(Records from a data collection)
##########

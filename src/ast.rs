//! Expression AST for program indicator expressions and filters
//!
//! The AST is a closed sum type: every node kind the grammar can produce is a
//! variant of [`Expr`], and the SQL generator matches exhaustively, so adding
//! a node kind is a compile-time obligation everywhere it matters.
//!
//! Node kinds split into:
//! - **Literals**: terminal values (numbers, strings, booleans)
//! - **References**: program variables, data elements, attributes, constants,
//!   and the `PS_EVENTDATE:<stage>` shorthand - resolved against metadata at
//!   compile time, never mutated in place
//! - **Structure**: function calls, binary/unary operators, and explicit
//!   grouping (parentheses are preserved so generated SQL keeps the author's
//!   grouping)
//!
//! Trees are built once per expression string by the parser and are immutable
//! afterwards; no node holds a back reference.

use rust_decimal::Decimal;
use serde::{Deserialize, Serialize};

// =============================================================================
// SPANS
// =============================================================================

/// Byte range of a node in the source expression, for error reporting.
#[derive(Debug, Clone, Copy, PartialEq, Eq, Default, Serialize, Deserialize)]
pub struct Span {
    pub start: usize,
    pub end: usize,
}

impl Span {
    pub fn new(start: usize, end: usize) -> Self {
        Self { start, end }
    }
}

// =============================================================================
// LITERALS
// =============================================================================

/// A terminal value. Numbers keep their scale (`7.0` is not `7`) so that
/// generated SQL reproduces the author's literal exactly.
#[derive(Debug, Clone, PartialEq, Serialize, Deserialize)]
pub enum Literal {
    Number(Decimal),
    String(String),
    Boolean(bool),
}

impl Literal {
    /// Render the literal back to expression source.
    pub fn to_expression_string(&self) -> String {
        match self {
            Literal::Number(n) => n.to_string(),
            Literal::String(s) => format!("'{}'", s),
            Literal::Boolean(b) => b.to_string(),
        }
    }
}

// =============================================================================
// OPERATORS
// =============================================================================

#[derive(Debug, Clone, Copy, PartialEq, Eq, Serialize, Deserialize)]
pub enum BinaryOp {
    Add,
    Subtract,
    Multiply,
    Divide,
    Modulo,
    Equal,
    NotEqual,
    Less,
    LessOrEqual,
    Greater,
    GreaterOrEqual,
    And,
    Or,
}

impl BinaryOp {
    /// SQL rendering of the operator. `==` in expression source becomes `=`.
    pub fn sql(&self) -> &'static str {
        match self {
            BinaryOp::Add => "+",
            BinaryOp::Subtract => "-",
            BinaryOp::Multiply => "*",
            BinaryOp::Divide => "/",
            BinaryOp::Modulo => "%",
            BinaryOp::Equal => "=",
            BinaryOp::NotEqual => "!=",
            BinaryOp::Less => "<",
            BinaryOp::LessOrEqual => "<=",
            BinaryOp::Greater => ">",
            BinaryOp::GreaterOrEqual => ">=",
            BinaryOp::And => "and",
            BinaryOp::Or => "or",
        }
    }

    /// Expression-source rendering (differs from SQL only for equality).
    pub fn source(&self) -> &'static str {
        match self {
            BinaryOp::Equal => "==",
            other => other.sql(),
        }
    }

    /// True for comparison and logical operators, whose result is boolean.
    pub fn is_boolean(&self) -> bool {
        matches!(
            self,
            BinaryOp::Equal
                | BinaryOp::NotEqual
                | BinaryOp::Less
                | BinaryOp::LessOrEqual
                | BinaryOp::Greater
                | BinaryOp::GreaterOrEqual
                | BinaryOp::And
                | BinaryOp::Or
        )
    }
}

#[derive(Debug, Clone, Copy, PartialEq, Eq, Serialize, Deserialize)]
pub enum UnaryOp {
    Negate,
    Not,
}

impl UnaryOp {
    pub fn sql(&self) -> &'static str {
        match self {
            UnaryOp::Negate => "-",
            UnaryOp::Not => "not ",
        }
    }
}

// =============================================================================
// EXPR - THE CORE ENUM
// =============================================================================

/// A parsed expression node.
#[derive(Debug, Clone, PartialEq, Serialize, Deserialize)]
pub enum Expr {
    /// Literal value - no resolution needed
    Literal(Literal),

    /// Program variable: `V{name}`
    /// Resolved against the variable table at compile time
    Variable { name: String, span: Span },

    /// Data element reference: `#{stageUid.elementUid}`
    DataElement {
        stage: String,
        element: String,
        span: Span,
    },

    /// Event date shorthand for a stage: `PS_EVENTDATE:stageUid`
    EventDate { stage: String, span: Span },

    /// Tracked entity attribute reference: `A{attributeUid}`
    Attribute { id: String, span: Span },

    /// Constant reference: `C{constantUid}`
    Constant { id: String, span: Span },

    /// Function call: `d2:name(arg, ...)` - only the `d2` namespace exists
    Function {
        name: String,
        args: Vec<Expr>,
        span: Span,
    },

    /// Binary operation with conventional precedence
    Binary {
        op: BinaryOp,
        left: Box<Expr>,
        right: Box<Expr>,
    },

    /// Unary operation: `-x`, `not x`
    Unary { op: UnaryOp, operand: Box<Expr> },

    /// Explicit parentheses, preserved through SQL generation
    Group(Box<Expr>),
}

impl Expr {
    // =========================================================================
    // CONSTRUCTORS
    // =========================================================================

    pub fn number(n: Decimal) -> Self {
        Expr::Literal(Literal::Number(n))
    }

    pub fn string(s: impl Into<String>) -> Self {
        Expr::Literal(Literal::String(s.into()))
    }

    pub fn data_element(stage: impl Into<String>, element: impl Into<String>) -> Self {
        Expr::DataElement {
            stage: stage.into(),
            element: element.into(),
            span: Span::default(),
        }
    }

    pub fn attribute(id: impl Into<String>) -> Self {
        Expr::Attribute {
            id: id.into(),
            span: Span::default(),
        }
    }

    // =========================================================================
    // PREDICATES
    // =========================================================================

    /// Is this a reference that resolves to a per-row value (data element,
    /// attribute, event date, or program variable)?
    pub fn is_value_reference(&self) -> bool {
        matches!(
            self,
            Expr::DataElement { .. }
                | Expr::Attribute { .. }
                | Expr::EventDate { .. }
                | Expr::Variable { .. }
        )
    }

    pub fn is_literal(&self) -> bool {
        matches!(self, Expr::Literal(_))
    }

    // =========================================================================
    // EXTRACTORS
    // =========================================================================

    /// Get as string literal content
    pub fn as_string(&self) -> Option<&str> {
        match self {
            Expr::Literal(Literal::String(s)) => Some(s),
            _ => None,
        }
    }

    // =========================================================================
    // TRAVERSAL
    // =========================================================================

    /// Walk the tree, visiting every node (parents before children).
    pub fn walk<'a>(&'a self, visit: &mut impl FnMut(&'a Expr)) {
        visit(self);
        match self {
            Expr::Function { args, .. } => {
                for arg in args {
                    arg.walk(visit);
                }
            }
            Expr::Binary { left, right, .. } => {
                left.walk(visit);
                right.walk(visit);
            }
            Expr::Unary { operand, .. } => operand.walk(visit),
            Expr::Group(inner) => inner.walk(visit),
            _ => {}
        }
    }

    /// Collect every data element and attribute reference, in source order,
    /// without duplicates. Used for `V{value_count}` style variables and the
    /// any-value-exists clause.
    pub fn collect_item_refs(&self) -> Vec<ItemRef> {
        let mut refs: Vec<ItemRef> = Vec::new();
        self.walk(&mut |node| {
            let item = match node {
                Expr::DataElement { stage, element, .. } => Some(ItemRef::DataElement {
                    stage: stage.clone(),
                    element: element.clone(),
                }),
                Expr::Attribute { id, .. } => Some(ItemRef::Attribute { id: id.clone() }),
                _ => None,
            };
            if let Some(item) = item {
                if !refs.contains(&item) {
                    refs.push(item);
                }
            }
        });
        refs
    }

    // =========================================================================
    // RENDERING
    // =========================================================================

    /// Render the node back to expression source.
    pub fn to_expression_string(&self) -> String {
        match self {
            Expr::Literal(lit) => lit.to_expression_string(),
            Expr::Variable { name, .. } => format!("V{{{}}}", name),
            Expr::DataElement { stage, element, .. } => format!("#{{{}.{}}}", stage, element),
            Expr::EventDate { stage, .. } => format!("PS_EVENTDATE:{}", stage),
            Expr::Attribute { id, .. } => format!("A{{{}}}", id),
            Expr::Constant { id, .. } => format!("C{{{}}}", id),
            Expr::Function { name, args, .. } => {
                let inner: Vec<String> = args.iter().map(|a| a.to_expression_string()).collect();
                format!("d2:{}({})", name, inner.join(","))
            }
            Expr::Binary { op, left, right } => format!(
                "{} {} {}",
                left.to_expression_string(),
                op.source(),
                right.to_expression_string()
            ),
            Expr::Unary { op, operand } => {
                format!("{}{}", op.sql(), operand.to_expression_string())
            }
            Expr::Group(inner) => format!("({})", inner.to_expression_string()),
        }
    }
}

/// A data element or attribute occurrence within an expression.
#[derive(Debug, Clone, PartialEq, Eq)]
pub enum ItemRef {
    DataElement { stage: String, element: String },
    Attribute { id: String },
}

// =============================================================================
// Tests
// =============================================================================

##########

Look through the records for the word "operation". Every line that has it should be copied.

ANSWER SECTION:
    /// Binary operation with conventional precedence
    /// Unary operation: `-x`, `not x`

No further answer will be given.